Sabendo que os Estados Unidos já não comerciam mais com a maior parte dos
países que atacam, o custo financeiro destas guerras (no sentido real do termo)
«económicas» é, com efeito, suportado mais por países terceiros do que pelo
Pentágono.
Assim, os Estados Unidos acabam
de decidir cercar economicamente a Venezuela [3],
Cuba [4]
e a Nicarágua [5].
Estes actos são apresentados pelos comunicadores como «sanções», sem que se
saiba de que Direito as toma Washington, a fim de mascarar verdadeiras guerras
de aniquilação.
Elas são lançadas com referência
explícita à «Doutrina Monroe» (1823) segundo a qual nenhuma potência
estrangeira ao continente americano pode aí intervir, em troca do qual
Washington não iria intervir na Europa Ocidental. Só a China, que se sentiu
visada, observou que as Américas não são a propriedade privada dos Estados
Unidos. Além disso, todo a gente sabe que esta doutrina tem evoluído
rapidamente para justificar o imperialismo ianque no Sul da continente (o
«Corolário Roosevelt»).
Hoje as sanções dos EUA
aplicam-se a, pelo menos, vinte países: a Bielorrússia, a Birmânia, o Burundi,
a Coreia do Norte, Cuba, a Federação da Rússia, o Iraque, o Líbano, a Líbia, a
Nicarágua, República Árabe Síria, a República Bolivariana da Venezuela, a
República Centro-Africana, a República Democrática do Congo, a República
Islâmica do Irão, a Sérvia, a Somália, o Sudão, o Sudão do Sul, a Ucrânia,
Iémene e o Zimbabué. É um mapa muito preciso de conflitos conduzidos pelo
Pentágono, assistido pelo Departamento do Tesouro dos EUA.

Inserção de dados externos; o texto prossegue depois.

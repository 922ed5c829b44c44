//! ClusterBackup Custom Resource Definition
//!
//! A ClusterBackup is owned by the higher-level coordinator that drives a
//! consistent backup across every XStore member of a cluster. This operator
//! only reads its status.

use chrono::{DateTime, Utc};
use kube::CustomResource;
use schemars::JsonSchema;
use serde::{Deserialize, Serialize};

/// ClusterBackup resource specification
#[derive(CustomResource, Clone, Debug, Deserialize, Serialize, JsonSchema)]
#[kube(
    group = "xstore.oso.sh",
    version = "v1alpha1",
    kind = "ClusterBackup",
    plural = "clusterbackups",
    singular = "clusterbackup",
    shortname = "cb",
    namespaced,
    status = "ClusterBackupStatus",
    printcolumn = r#"{"name": "Phase", "type": "string", "jsonPath": ".status.phase"}"#,
    printcolumn = r#"{"name": "Age", "type": "date", "jsonPath": ".metadata.creationTimestamp"}"#
)]
#[serde(rename_all = "camelCase")]
pub struct ClusterBackupSpec {
    /// Cluster being backed up
    pub cluster_name: String,

    /// XStore members taking part in the backup
    #[serde(default)]
    pub members: Vec<String>,
}

/// Coordinator phase, in its total order
#[derive(
    Clone, Copy, Debug, Default, Deserialize, Serialize, JsonSchema, PartialEq, Eq, PartialOrd, Ord,
)]
pub enum ClusterBackupPhase {
    #[default]
    #[serde(alias = "")]
    New,
    Backuping,
    /// Full backups done, binlog offset marker being collected
    Collecting,
    /// Seek-checkpoint job aligning members to a consistent position
    Calculating,
    BinlogBackuping,
    Finished,
    Failed,
}

/// ClusterBackup status
#[derive(Clone, Debug, Default, Deserialize, Serialize, JsonSchema)]
#[serde(rename_all = "camelCase")]
pub struct ClusterBackupStatus {
    #[serde(default)]
    pub phase: ClusterBackupPhase,

    #[serde(skip_serializing_if = "Option::is_none")]
    pub message: Option<String>,

    #[serde(skip_serializing_if = "Option::is_none")]
    pub end_time: Option<DateTime<Utc>>,
}

impl ClusterBackup {
    pub fn phase(&self) -> ClusterBackupPhase {
        self.status.as_ref().map(|s| s.phase).unwrap_or_default()
    }

    /// The binlog offset marker has been collected from every member
    pub fn binlog_offset_collected(&self) -> bool {
        self.reached(ClusterBackupPhase::Collecting)
    }

    /// The cluster-wide seek-checkpoint job has finished
    pub fn seek_checkpoint_finished(&self) -> bool {
        self.reached(ClusterBackupPhase::BinlogBackuping)
    }

    pub fn is_finished(&self) -> bool {
        self.phase() == ClusterBackupPhase::Finished
    }

    pub fn is_failed(&self) -> bool {
        self.phase() == ClusterBackupPhase::Failed
    }

    fn reached(&self, phase: ClusterBackupPhase) -> bool {
        let current = self.phase();
        current != ClusterBackupPhase::Failed && current >= phase
    }
}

Estes alvos jamais se encontram
na Europa Ocidental (tal como o especificava a «Doutrina Monroe»), mas
unicamente no Médio-Oriente, na Europa Oriental, na bacia das Caraíbas e em
África. Desde 1991 que todas estas regiões haviam sido listadas pelo Presidente
George Bush Sr na sua Estratégia de Segurança Nacional como estando
destinadas a integrar-se na «Nova Ordem Mundial» [6].
Considerando que elas não o tinham podido ou querido fazer, foram sancionadas
em 2001 pelo secretário da Defesa, Donald Rumsfeld, e pelo seu Conselheiro para
a transformação das Forças Armadas, o Almirante Arthur Cebrowski, e votadas ao
caos [7].
A expressão «guerra económica»
foi banalizada durante décadas para designar uma competição exacerbada. Mas,
hoje em dia não se trata de nada disso, antes de uma verdadeira guerra de
aniquilação.
As reacções dos alvos e as
inapropriadas dos Aliados
Os Sírios, que acabaram de ganhar
uma guerra militar de oito anos contra os mercenários jiadistas da OTAN, estão
desconcertados com esta guerra económica que impõe um estrito racionamento de
electricidade, de gás e de petróleo e provoca o encerramento de fábricas (usinas-br)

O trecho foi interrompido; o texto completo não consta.